Though it is not a Boolean value, the pattern is notionally a predicate. In fact, we could rewrite as below, so that we could go back to a conditional expression:

extension (self: Version)
  def >= (m: Int): Boolean =
    self match
      case Version.Stable(major, _) if major >= m => true
      case _ => false

if v >= 2 then foo else bar

Sadly the “trick” is quite underwhelming as we’ve done nothing more than moving code around. Further, not having access to major in the then branch might be a loss, as we will discuss later.

Refining matches

One fundamental problem that match addresses and if doesn’t is that it lets us extract a value from the scrutinee and give it name for use in another expression. For example:

v match
  case Version.Stable(major, minor) if major >= 2 =>
    println(s"running version ${major}.${minor}")
  case _ => ()

But again, this match expression would be arguably better expressed as a conditional expression. In particular, since nothing is executed unless the condition holds, the “catch-all” branch is just pure noise.
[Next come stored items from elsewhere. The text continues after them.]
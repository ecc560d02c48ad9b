//! Console output formatter for quiz results

use crate::config::ShareConfig;
use crate::output::formatter::OutputFormatter;
use colored::Colorize;
use friendtype_domain::{Axis, Question, QuestionBank, QuizResult, ResultDescriptions};

const TITLE: &str = "친구가 보는 나의 MBTI";

/// Formats quiz screens and results for console display
pub struct ConsoleFormatter;

impl ConsoleFormatter {
    /// Intro screen shown before the first question
    pub fn intro(total_questions: usize) -> String {
        let mut output = Self::header(TITLE);
        output.push_str("\n\n");
        output.push_str("당신의 친구는 당신을 어떻게 볼까요?\n");
        output.push_str("친구의 시선으로 바라본 당신의 MBTI를 알아보세요!\n\n");
        output.push_str(&format!(
            "{}\n",
            format!(
                "{} questions. Answer with 1 or 2, /quit to stop.",
                total_questions
            )
            .dimmed()
        ));
        output
    }

    /// Dot stepper for the question at zero-based `index`
    ///
    /// ```text
    /// [●●●○○○○○○○] 3/10
    /// ```
    pub fn stepper(index: usize, total: usize) -> String {
        let done = (index + 1).min(total);
        format!(
            "[{}{}] {}/{}",
            "●".repeat(done),
            "○".repeat(total - done),
            done,
            total
        )
    }

    /// One question with its numbered options
    pub fn format_question(index: usize, question: &Question) -> String {
        let [first, second] = question.options();
        format!(
            "{} {}\n  {} {}\n  {} {}\n",
            format!("Q{}.", index + 1).cyan().bold(),
            question.prompt().bold(),
            "1)".yellow(),
            first,
            "2)".yellow(),
            second
        )
    }

    /// Format the complete result
    pub fn format(result: &QuizResult) -> String {
        let mut output = String::new();

        output.push_str(&Self::header(TITLE));
        output.push('\n');

        output.push_str(&format!("\n{}\n\n", "당신의 MBTI는...".cyan().bold()));
        output.push_str(&format!(
            "  {}  {}\n",
            result.code.to_string().green().bold(),
            result.description
        ));

        output.push_str(&Self::section_header("Tally"));
        for axis in Axis::ALL {
            output.push_str(&Self::axis_line(result, axis));
            output.push('\n');
        }

        output.push_str(&Self::footer());
        output
    }

    /// Format as JSON
    pub fn format_json(result: &QuizResult) -> String {
        serde_json::to_string_pretty(result).unwrap_or_else(|_| "{}".to_string())
    }

    /// Type code only
    pub fn format_code(result: &QuizResult) -> String {
        result.code.to_string()
    }

    /// `<prefix> <CODE> (<description>) <suffix>`
    pub fn share_text(result: &QuizResult, share: &ShareConfig) -> String {
        let body = format!("{} ({})", result.code, result.description);
        [share.prefix.trim(), body.as_str(), share.suffix.trim()]
            .iter()
            .filter(|part| !part.is_empty())
            .copied()
            .collect::<Vec<_>>()
            .join(" ")
    }

    /// Numbered listing of a question bank
    pub fn format_question_list(bank: &QuestionBank) -> String {
        let mut output = String::new();
        for (i, question) in bank.iter().enumerate() {
            output.push_str(&format!(
                "{:>2}. [{}] {}\n      1) {}\n      2) {}\n",
                i + 1,
                question.axis().as_str().dimmed(),
                question.prompt(),
                question.options()[0],
                question.options()[1]
            ));
        }
        output
    }

    /// All type codes with their descriptions
    pub fn format_type_list(descriptions: &ResultDescriptions) -> String {
        descriptions
            .iter()
            .map(|(code, text)| format!("{}  {}\n", code.to_string().bold(), text))
            .collect()
    }

    /// `E/I  E 1 : 1 I  -> I (tie)`
    fn axis_line(result: &QuizResult, axis: Axis) -> String {
        let (first, second) = axis.letters();
        let winner = result.code.letter(axis);
        let mut line = format!(
            "  {}  {} {} : {} {}  -> {}",
            axis.as_str().dimmed(),
            first.as_char(),
            result.tally.count(first),
            result.tally.count(second),
            second.as_char(),
            winner.as_char().to_string().green()
        );
        if result.tally.is_tied(axis) {
            line.push_str(&format!(" {}", "(tie)".yellow()));
        }
        line
    }

    fn header(title: &str) -> String {
        let line = "=".repeat(40);
        format!("{}\n  {}\n{}", line.cyan(), title.bold(), line.cyan())
    }

    fn section_header(title: &str) -> String {
        format!("\n{}\n{}\n", title.cyan().bold(), "-".repeat(40))
    }

    fn footer() -> String {
        format!("{}\n", "=".repeat(40).cyan())
    }
}

impl OutputFormatter for ConsoleFormatter {
    fn format(&self, result: &QuizResult) -> String {
        Self::format(result)
    }

    fn format_json(&self, result: &QuizResult) -> String {
        Self::format_json(result)
    }

    fn format_code(&self, result: &QuizResult) -> String {
        Self::format_code(result)
    }

    fn share_text(&self, result: &QuizResult, share: &ShareConfig) -> String {
        Self::share_text(result, share)
    }
}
It is interesting to observe that the inability to bind values in conditional expression also impedes expressiveness in pattern guards. For example, assuming v is an instance of Option[Version]:

v match
  case Some(x) =>
    arbitraryComputation(x) match
      case Version.Stable(major, minor) if major >= 2 =>
        println(s"running version ${major}.${minor}")
      case _ => ()
  case _ => ()

Because the version is wrapped in an Option, we now have to introduce additional nesting to first extract it and give it a name. We need this name because arbitraryComputation is just a function and not an extractor. And obviously, the problem grows with the number of values that must be unwrapped in general!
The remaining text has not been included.